For Heath Hembree, the summer was misery. The discomfort in his pitching elbow would not go away, yet the righthander did not want to succumb to it, feeling that he could still help his team.

“It was a grind there in June, July, August right after the break. I couldn’t really get over that hurdle to get it feeling better. I was kind of waking up every day just hoping I could make it through the day,” said Hembree. “That was a bad feeling.”

Finally, in early August, Hembree landed on the injured list with elbow tendinitis and received a plasma-rich platelet (PRP) injection in hopes of healing. He was told that he might not pitch again this year, but he set his sights on getting back into games before the end of the season. Now, he is on the cusp of doing just that.

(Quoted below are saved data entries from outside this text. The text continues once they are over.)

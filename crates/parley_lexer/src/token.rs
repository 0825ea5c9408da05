//! Tokens produced by the lexer.

use std::fmt;
use std::hash::{Hash, Hasher};

/// A lexical unit of a command line.
///
/// Two tokens are equal iff their text is equal; the index only serves
/// diagnostics.
#[derive(Clone, Debug)]
pub struct Token {
    index: usize,
    text: String,
}

impl Token {
    /// Creates a new token.
    #[must_use]
    pub fn new(index: usize, text: impl Into<String>) -> Self {
        Self {
            index,
            text: text.into(),
        }
    }

    /// Character offset where this token began in its source line.
    #[must_use]
    pub const fn index(&self) -> usize {
        self.index
    }

    /// The token's text with quoting removed.
    #[must_use]
    pub fn text(&self) -> &str {
        &self.text
    }

    /// Returns true if the token text is empty (e.g. `""`).
    #[must_use]
    pub fn is_empty(&self) -> bool {
        self.text.is_empty()
    }

    /// Consumes the token, returning its text.
    #[must_use]
    pub fn into_text(self) -> String {
        self.text
    }
}

impl PartialEq for Token {
    fn eq(&self, other: &Self) -> bool {
        self.text == other.text
    }
}

impl Eq for Token {}

impl Hash for Token {
    fn hash<H: Hasher>(&self, state: &mut H) {
        self.text.hash(state);
    }
}

impl PartialEq<str> for Token {
    fn eq(&self, other: &str) -> bool {
        self.text == other
    }
}

impl PartialEq<&str> for Token {
    fn eq(&self, other: &&str) -> bool {
        self.text == *other
    }
}

impl fmt::Display for Token {
    fn fmt(&self, f: &mut fmt::Formatter<'_>) -> fmt::Result {
        write!(f, "{}", self.text)
    }
}
//! Shell configuration.
//!
//! Loaded from a TOML file such as:
//!
//! ```toml
//! prompt = "parley> "
//! banner = false
//! history-file = "~/.parley_history"
//! log-filter = "debug"
//!
//! [engine]
//! optional-flag = "negated"
//! strict-arity = true
//! ```
//!
//! Every key is optional.

use std::fs;
use std::path::{Path, PathBuf};

use parley_command::EngineConfig;
use parley_foundation::{Error, Result};
use serde::{Deserialize, Serialize};

/// Settings for a [`Shell`](crate::Shell) and the engine it owns.
#[derive(Clone, Debug, PartialEq, Eq, Serialize, Deserialize)]
#[serde(default, rename_all = "kebab-case")]
pub struct ShellConfig {
    /// Primary prompt.
    pub prompt: String,
    /// Whether to print the welcome banner.
    pub banner: bool,
    /// Where to load and save line history.
    pub history_file: Option<PathBuf>,
    /// Default `env_logger` filter when `RUST_LOG` is unset.
    pub log_filter: String,
    /// Engine behavior.
    pub engine: EngineConfig,
}

impl Default for ShellConfig {
    fn default() -> Self {
        Self {
            prompt: "parley> ".to_string(),
            banner: true,
            history_file: None,
            log_filter: "warn".to_string(),
            engine: EngineConfig::default(),
        }
    }
}

impl ShellConfig {
    /// Creates the default configuration.
    #[must_use]
    pub fn new() -> Self {
        Self::default()
    }

    /// Parses a configuration from TOML text.
    ///
    /// # Errors
    ///
    /// Returns a config error if the text is not valid TOML or has
    /// mistyped keys.
    pub fn from_toml_str(text: &str) -> Result<Self> {
        toml::from_str(text).map_err(|e| Error::config(format!("invalid config: {e}")))
    }

    /// Loads a configuration file.
    ///
    /// # Errors
    ///
    /// Returns a config error if the file cannot be read or parsed.
    pub fn load(path: &Path) -> Result<Self> {
        let text = fs::read_to_string(path)
            .map_err(|e| Error::config(format!("failed to read {}: {e}", path.display())))?;
        let config = Self::from_toml_str(&text)?;
        log::debug!("loaded config from {}", path.display());
        Ok(config)
    }

    /// Serializes the configuration as TOML.
    ///
    /// # Errors
    ///
    /// Returns a config error if serialization fails.
    pub fn to_toml_string(&self) -> Result<String> {
        toml::to_string(self).map_err(|e| Error::config(format!("cannot serialize config: {e}")))
    }

    /// Sets the prompt.
    #[must_use]
    pub fn with_prompt(mut self, prompt: impl Into<String>) -> Self {
        self.prompt = prompt.into();
        self
    }

    /// Enables or disables the banner.
    #[must_use]
    pub const fn with_banner(mut self, banner: bool) -> Self {
        self.banner = banner;
        self
    }

    /// Sets the history file.
    #[must_use]
    pub fn with_history_file(mut self, path: impl Into<PathBuf>) -> Self {
        self.history_file = Some(path.into());
        self
    }

    /// Sets the default log filter.
    #[must_use]
    pub fn with_log_filter(mut self, filter: impl Into<String>) -> Self {
        self.log_filter = filter.into();
        self
    }

    /// Sets the engine configuration.
    #[must_use]
    pub const fn with_engine(mut self, engine: EngineConfig) -> Self {
        self.engine = engine;
        self
    }
}
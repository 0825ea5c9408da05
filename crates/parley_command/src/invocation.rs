//! A resolved, bound command ready to run.

use std::sync::Arc;

use parley_foundation::{Result, Value};

use crate::binder::BoundArgs;
use crate::descriptor::CommandDescriptor;
use crate::registry::RegisteredCommand;

/// A command together with its bound arguments.
///
/// Produced by [`Engine::resolve`](crate::Engine::resolve). Holding an
/// invocation does not keep the engine's tables locked.
#[derive(Clone, Debug)]
pub struct Invocation {
    command: RegisteredCommand,
    args: BoundArgs,
}

impl Invocation {
    /// Pairs a command with its arguments.
    #[must_use]
    pub fn new(command: RegisteredCommand, args: BoundArgs) -> Self {
        Self { command, args }
    }

    /// The command's descriptor.
    #[must_use]
    pub fn descriptor(&self) -> &Arc<CommandDescriptor> {
        self.command.descriptor()
    }

    /// The bound arguments.
    #[must_use]
    pub fn args(&self) -> &BoundArgs {
        &self.args
    }

    /// Runs the handler.
    ///
    /// # Errors
    ///
    /// Returns an invocation error if the handler fails; its error is kept
    /// as the source.
    pub fn invoke(&self) -> Result<Value> {
        log::trace!("invoking '{}' with {:?}", self.command.name(), self.args);
        self.command.invoke(&self.args)
    }
}
//! Interactive shell, batch runner, and CLI for Parley.
//!
//! This crate provides:
//! - [`Shell`] - Interactive read-dispatch-print loop over an [`Engine`]
//! - [`ShellConfig`] - TOML-backed shell and engine configuration
//! - Built-in shell commands (`help`, `describe`, `echo`, `escape`, `exit`)
//!
//! [`Engine`]: parley_command::Engine

#![warn(missing_docs)]
#![warn(clippy::all)]
#![warn(clippy::pedantic)]

pub mod builtins;
pub mod config;
pub mod editor;
pub mod shell;

pub use config::ShellConfig;
pub use editor::{LineEditor, ReadResult, RustylineEditor};
pub use shell::Shell;
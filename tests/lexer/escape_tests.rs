//! Escaping tests.

use parley_lexer::{escape_string, tokenize};
use proptest::prelude::*;

#[test]
fn escape_wraps_and_doubles_quotes() {
    assert_eq!(escape_string("a \"b\""), "\"a \"\"b\"\"\"");
}

#[test]
fn escaped_string_is_one_token_in_a_line() {
    let line = format!("set {} after", escape_string("x # \"y\" 'z'"));
    let texts: Vec<String> = tokenize(line.as_str())
        .into_iter()
        .map(|t| t.text().to_string())
        .collect();
    assert_eq!(texts, ["set", "x # \"y\" 'z'", "after"]);
}

proptest! {
    #[test]
    fn escape_round_trips_any_printable_string(s in "\\PC*") {
        let tokens = tokenize(escape_string(&s).as_str());
        prop_assert_eq!(tokens.len(), 1);
        prop_assert_eq!(tokens[0].text(), s.as_str());
    }
}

There’s the possibility Heath Hembree could be activated before the end of the season.Chris O’Meara/AP/Associated Press

Hembree is slated to throw a simulated game against teammates prior to Friday’s game against the Rays. If that goes well, he could be activated next week.

“I’m excited about it. I was thinking about it yesterday in the dugout. I’m going to be anxious and nervous just to get out there and face hitters again. It’s been a while,” said Hembree (4.06 ERA with 10.8 strikeouts per nine innings) in 37⅔ innings this year. “It would’ve been real tough going into the offseason and not being able to come back.”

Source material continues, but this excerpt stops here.